TASK:
Look through the entries below and show every line containing the word "being".

Collected data:
##############################

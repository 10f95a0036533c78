//! Connection lifecycle recorders.
//!
//! Called inline from connection-handling code at open, close and
//! handshake completion. Recording goes through the `metrics` facade to
//! whatever recorder is installed; with none installed it is a no-op.
//!
//! Recording never fails from the caller's point of view. Observations that
//! cannot be submitted are dropped with a `debug`/`trace` event.

use super::tags::{connection_tags, handshake_tags, TagSet};
use super::views::{Aggregation, Measure, ViewRegistry};
use common::types::{ConnectionState, Direction};
use metrics::{counter, histogram};
use std::sync::Arc;
use std::time::Duration;
use tracing::{debug, trace};

/// Handle for recording connection telemetry.
///
/// Cheap to clone; every clone shares the same immutable [`ViewRegistry`].
#[derive(Debug, Clone)]
pub struct ConnectionMetrics {
    registry: Arc<ViewRegistry>,
}

impl ConnectionMetrics {
    /// Create a recorder handle over `registry`.
    #[must_use]
    pub fn new(registry: Arc<ViewRegistry>) -> Self {
        Self { registry }
    }

    /// The registry this handle records against.
    #[must_use]
    pub fn registry(&self) -> &ViewRegistry {
        &self.registry
    }

    /// Record a connection being opened.
    ///
    /// Metric: `swarm/connections_opened`
    /// Labels: `direction`, `transport`, `security`, `muxer`
    pub fn record_connection_opened(&self, direction: Direction, state: &ConnectionState) {
        let tags = connection_tags(direction, state);
        self.record(Measure::ConnectionsOpened, &tags, 1);
    }

    /// Record a connection being closed.
    ///
    /// Metric: `swarm/connections_closed`
    /// Labels: `direction`, `transport`, `security`, `muxer`
    pub fn record_connection_closed(&self, direction: Direction, state: &ConnectionState) {
        let tags = connection_tags(direction, state);
        self.record(Measure::ConnectionsClosed, &tags, 1);
    }

    /// Record how long a connection was open.
    ///
    /// Metric: `swarm/connection_duration` (whole milliseconds)
    /// Labels: `direction`, `transport`, `security`, `muxer`
    pub fn record_connection_duration(
        &self,
        direction: Direction,
        elapsed: Duration,
        state: &ConnectionState,
    ) {
        let tags = connection_tags(direction, state);
        self.record_elapsed(Measure::ConnectionDuration, &tags, elapsed);
    }

    /// Record how long the connection handshake took.
    ///
    /// Metric: `swarm/handshake_latency` (whole milliseconds)
    /// Labels: `transport`, `security`, `muxer`
    pub fn record_handshake_latency(&self, elapsed: Duration, state: &ConnectionState) {
        let tags = handshake_tags(state);
        self.record_elapsed(Measure::HandshakeLatency, &tags, elapsed);
    }

    fn record_elapsed(&self, measure: Measure, tags: &TagSet<'_>, elapsed: Duration) {
        // Sub-millisecond durations truncate to 0
        match whole_millis(elapsed) {
            Some(ms) => self.record(measure, tags, ms),
            None => debug!(
                target: "swarm.metrics",
                metric = measure.name(),
                elapsed_secs = elapsed.as_secs(),
                "Dropping observation: duration exceeds u64 milliseconds"
            ),
        }
    }

    fn record(&self, measure: Measure, tags: &TagSet<'_>, value: u64) {
        let Some(view) = self.registry.view(measure) else {
            trace!(
                target: "swarm.metrics",
                metric = measure.name(),
                "Dropping observation: no view registered"
            );
            return;
        };

        let labels = tags.labels_for(view.tag_keys());
        match view.aggregation() {
            Aggregation::Sum => counter!(measure.name(), labels).increment(value),
            Aggregation::Distribution(_) => {
                // Millisecond durations stay well below 2^53
                #[allow(clippy::cast_precision_loss)]
                let value = value as f64;
                histogram!(measure.name(), labels).record(value);
            }
        }
    }
}

/// Convert `elapsed` to whole milliseconds, or `None` if it does not fit.
#[must_use]
pub fn whole_millis(elapsed: Duration) -> Option<u64> {
    u64::try_from(elapsed.as_millis()).ok()
}
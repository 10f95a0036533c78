//! Common utilities and types shared across swarm components.

#![warn(clippy::pedantic)]

/// Module for common error types
pub mod error;

/// Module for connection types reported by transports
pub mod types;

/// Module for common configuration
pub mod config;

/// Module for tracing subscriber setup
pub mod observability;
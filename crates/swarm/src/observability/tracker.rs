//! Per-connection lifecycle tracking.
//!
//! A [`ConnectionTracker`] is created when a connection is established and
//! records the close (count and duration) exactly once, either on an
//! explicit [`ConnectionTracker::close`] or when dropped.

use super::metrics::ConnectionMetrics;
use common::types::{ConnectionState, Direction};
use std::sync::atomic::{AtomicBool, Ordering};
use std::time::{Duration, Instant};
use tracing::debug;

/// Records open/close telemetry for one connection.
#[derive(Debug)]
pub struct ConnectionTracker {
    metrics: ConnectionMetrics,
    direction: Direction,
    state: ConnectionState,
    opened_at: Instant,
    closed: AtomicBool,
}

impl ConnectionTracker {
    /// Start tracking a connection and record it as opened.
    #[must_use]
    pub fn open(metrics: ConnectionMetrics, direction: Direction, state: ConnectionState) -> Self {
        metrics.record_connection_opened(direction, &state);
        debug!(
            target: "swarm.connection",
            direction = direction.as_str(),
            transport = %state.transport,
            "Connection opened"
        );
        Self {
            metrics,
            direction,
            state,
            opened_at: Instant::now(),
            closed: AtomicBool::new(false),
        }
    }

    #[must_use]
    pub fn direction(&self) -> Direction {
        self.direction
    }

    #[must_use]
    pub fn state(&self) -> &ConnectionState {
        &self.state
    }

    /// Time since the connection was opened.
    #[must_use]
    pub fn elapsed(&self) -> Duration {
        self.opened_at.elapsed()
    }

    /// Whether the close has already been recorded.
    #[must_use]
    pub fn is_closed(&self) -> bool {
        self.closed.load(Ordering::Acquire)
    }

    /// Record the connection as closed. Returns the recorded duration.
    pub fn close(self) -> Duration {
        let elapsed = self.elapsed();
        self.record_close(elapsed);
        elapsed
    }

    fn record_close(&self, elapsed: Duration) {
        if self.closed.swap(true, Ordering::AcqRel) {
            return;
        }
        self.metrics
            .record_connection_closed(self.direction, &self.state);
        self.metrics
            .record_connection_duration(self.direction, elapsed, &self.state);
        debug!(
            target: "swarm.connection",
            direction = self.direction.as_str(),
            transport = %self.state.transport,
            duration_ms = elapsed.as_millis(),
            "Connection closed"
        );
    }
}

impl Drop for ConnectionTracker {
    fn drop(&mut self) {
        let elapsed = self.elapsed();
        self.record_close(elapsed);
    }
}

##############################

SOLUTION:
    /// Record a connection being opened.
    /// Record a connection being closed.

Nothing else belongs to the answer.